_EXERCISE:_ Copy out each line of the entries where the word "FileInfo" is present.

_EXTRACTED RECORDS:_
//! Retrieval and deletion of stored files.

use super::{
    DELETE_KEY_HEADER, append_cookies, cookie_value, header_string, is_foreign_referer, site_url,
    user_agent, wants_json,
};
use crate::{
    errors::AppError,
    models::{Expiry, Metadata},
    services::{
        access::{
            ACCESS_KEY_NAME, AccessDecision, AccessError, Credentials, authorize_delete,
            is_cli_user_agent,
        },
        expiry::check_file,
        storage::StorageError,
    },
    state::{AppState, HttpSettings},
};
use axum::{
    Form, Json,
    extract::{FromRequest, Path, Query, Request, State},
    http::{HeaderMap, HeaderValue, Method, StatusCode, header},
    response::{IntoResponse, Redirect, Response},
};
use serde::{Deserialize, Serialize};
use tracing::{debug, error, info, warn};

#[derive(Debug, Default, Deserialize)]
pub struct AccessParams {
    pub access_key: Option<String>,
}

#[derive(Serialize)]
struct FileInfo<'a> {
    filename: &'a str,
    original_name: &'a str,
    url: String,
    direct_url: String,
    expiry: Expiry,
    size: u64,
    mimetype: &'a str,
    sha256sum: &'a str,
    #[serde(skip_serializing_if = "Option::is_none")]
    archive_entries: Option<&'a [String]>,
}

fn denied_response(decision: &AccessDecision) -> Response {
    let mut response = AppError::from(AccessError::InvalidAccessKey).into_response();
    append_cookies(response.headers_mut(), decision.cookie.as_ref());
    response
}

/// `GET|POST /{name}`
///
/// Describes a file as JSON once the access key gate passes. Scripted
/// clients that did not ask for JSON get the raw file instead.
pub async fn display_file(
    State(state): State<AppState>,
    Path(name): Path<String>,
    request: Request,
) -> Result<Response, AppError> {
    let headers = request.headers().clone();
    let query_key = Query::<AccessParams>::try_from_uri(request.uri())
        .ok()
        .and_then(|Query(p)| p.access_key);

    if !state.settings.no_direct_agents
        && is_cli_user_agent(user_agent(&headers))
        && !wants_json(&headers)
    {
        return serve_gated(&state, &name, &headers, query_key, false).await;
    }

    let form_key = if request.method() == Method::POST {
        Form::<AccessParams>::from_request(request, &state)
            .await
            .ok()
            .and_then(|Form(p)| p.access_key)
    } else {
        None
    };

    let metadata = check_file(state.storage.as_ref(), &name).await?;
    let credentials = Credentials {
        cookie: cookie_value(&headers, ACCESS_KEY_NAME),
        header: header_string(&headers, ACCESS_KEY_NAME),
        form: form_key,
        query: query_key,
    };
    let decision = state.gate.check(&name, &metadata.access_key, &credentials);
    if !decision.is_granted() {
        return Ok(denied_response(&decision));
    }

    let base = site_url(&state.settings, &headers);
    let mut response = Json(FileInfo {
        filename: &name,
        original_name: &metadata.original_name,
        url: format!("{base}{name}"),
        direct_url: format!("{base}{}/{name}", state.settings.selif_path),
        expiry: metadata.expiry,
        size: metadata.size,
        mimetype: &metadata.mimetype,
        sha256sum: &metadata.content_hash,
        archive_entries: (!metadata.archive_entries.is_empty())
            .then_some(metadata.archive_entries.as_slice()),
    })
    .into_response();
    append_cookies(response.headers_mut(), decision.cookie.as_ref());
    Ok(response)
}

/// `GET /{selif}/{name}`
///
/// Requests referred from another site are sent to the file page instead
/// unless hotlinking is allowed.
pub async fn serve_file(
    State(state): State<AppState>,
    Path(name): Path<String>,
    Query(params): Query<AccessParams>,
    headers: HeaderMap,
) -> Result<Response, AppError> {
    serve_gated(&state, &name, &headers, params.access_key, true).await
}

async fn serve_gated(
    state: &AppState,
    name: &str,
    headers: &HeaderMap,
    query_key: Option<String>,
    guard_hotlink: bool,
) -> Result<Response, AppError> {
    let metadata = check_file(state.storage.as_ref(), name).await?;
    let credentials = Credentials {
        cookie: cookie_value(headers, ACCESS_KEY_NAME),
        header: header_string(headers, ACCESS_KEY_NAME),
        form: None,
        query: query_key,
    };
    let decision = state.gate.check(name, &metadata.access_key, &credentials);
    if !decision.is_granted() {
        return Ok(denied_response(&decision));
    }

    if guard_hotlink
        && !state.settings.allow_hotlink
        && is_foreign_referer(headers, &site_url(&state.settings, headers))
    {
        debug!(key = %name, "redirecting hotlinked file to its page");
        return Ok(Redirect::to(&format!("{}{name}", state.settings.site_path)).into_response());
    }

    let mut response = state.storage.serve(name, headers).await?;
    if response.status().is_success() {
        set_file_headers(response.headers_mut(), &metadata, &state.settings);
    }
    append_cookies(response.headers_mut(), decision.cookie.as_ref());
    Ok(response)
}

fn set_file_headers(headers: &mut HeaderMap, metadata: &Metadata, settings: &HttpSettings) {
    let mut set = |name: header::HeaderName, value: String| match HeaderValue::from_str(&value) {
        Ok(value) => {
            headers.insert(name, value);
        }
        Err(err) => warn!(header = %name, error = %err, "skipping unencodable header"),
    };

    set(header::CONTENT_TYPE, metadata.mimetype.clone());
    if !metadata.original_name.is_empty() {
        set(
            header::CONTENT_DISPOSITION,
            format!(
                "attachment; filename=\"{}\"",
                metadata.original_name.replace('"', "")
            ),
        );
    }
    set(header::ETAG, format!("\"{}\"", metadata.content_hash));
    set(header::CACHE_CONTROL, "public, no-cache".into());
    if !settings.file_content_security_policy.is_empty() {
        set(
            header::CONTENT_SECURITY_POLICY,
            settings.file_content_security_policy.clone(),
        );
    }
    if !settings.file_referrer_policy.is_empty() {
        set(header::REFERRER_POLICY, settings.file_referrer_policy.clone());
    }
}

/// `DELETE /{name}`
pub async fn delete_file(
    State(state): State<AppState>,
    Path(name): Path<String>,
    headers: HeaderMap,
) -> Result<Response, AppError> {
    let presented = header_string(&headers, DELETE_KEY_HEADER).unwrap_or_default();

    let metadata = match state.storage.head(&name).await {
        Ok(metadata) => metadata,
        Err(StorageError::NotFound(_) | StorageError::InvalidKey(_)) => {
            return Err(AppError::not_found("file not found"));
        }
        Err(err) => {
            warn!(key = %name, error = %err, "delete refused, metadata unavailable");
            return Err(AppError::unauthorized("metadata unavailable"));
        }
    };

    if !authorize_delete(&metadata, &presented, state.settings.anyone_can_delete) {
        return Err(AppError::unauthorized("invalid delete key"));
    }

    state.storage.delete(&name).await.map_err(|err| {
        error!(key = %name, error = %err, "delete failed");
        AppError::internal("could not delete")
    })?;

    info!(key = %name, "file deleted on request");
    Ok((StatusCode::OK, "DELETED").into_response())
}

_WRITTEN REPLY:_
struct FileInfo<'a> {
    let mut response = Json(FileInfo {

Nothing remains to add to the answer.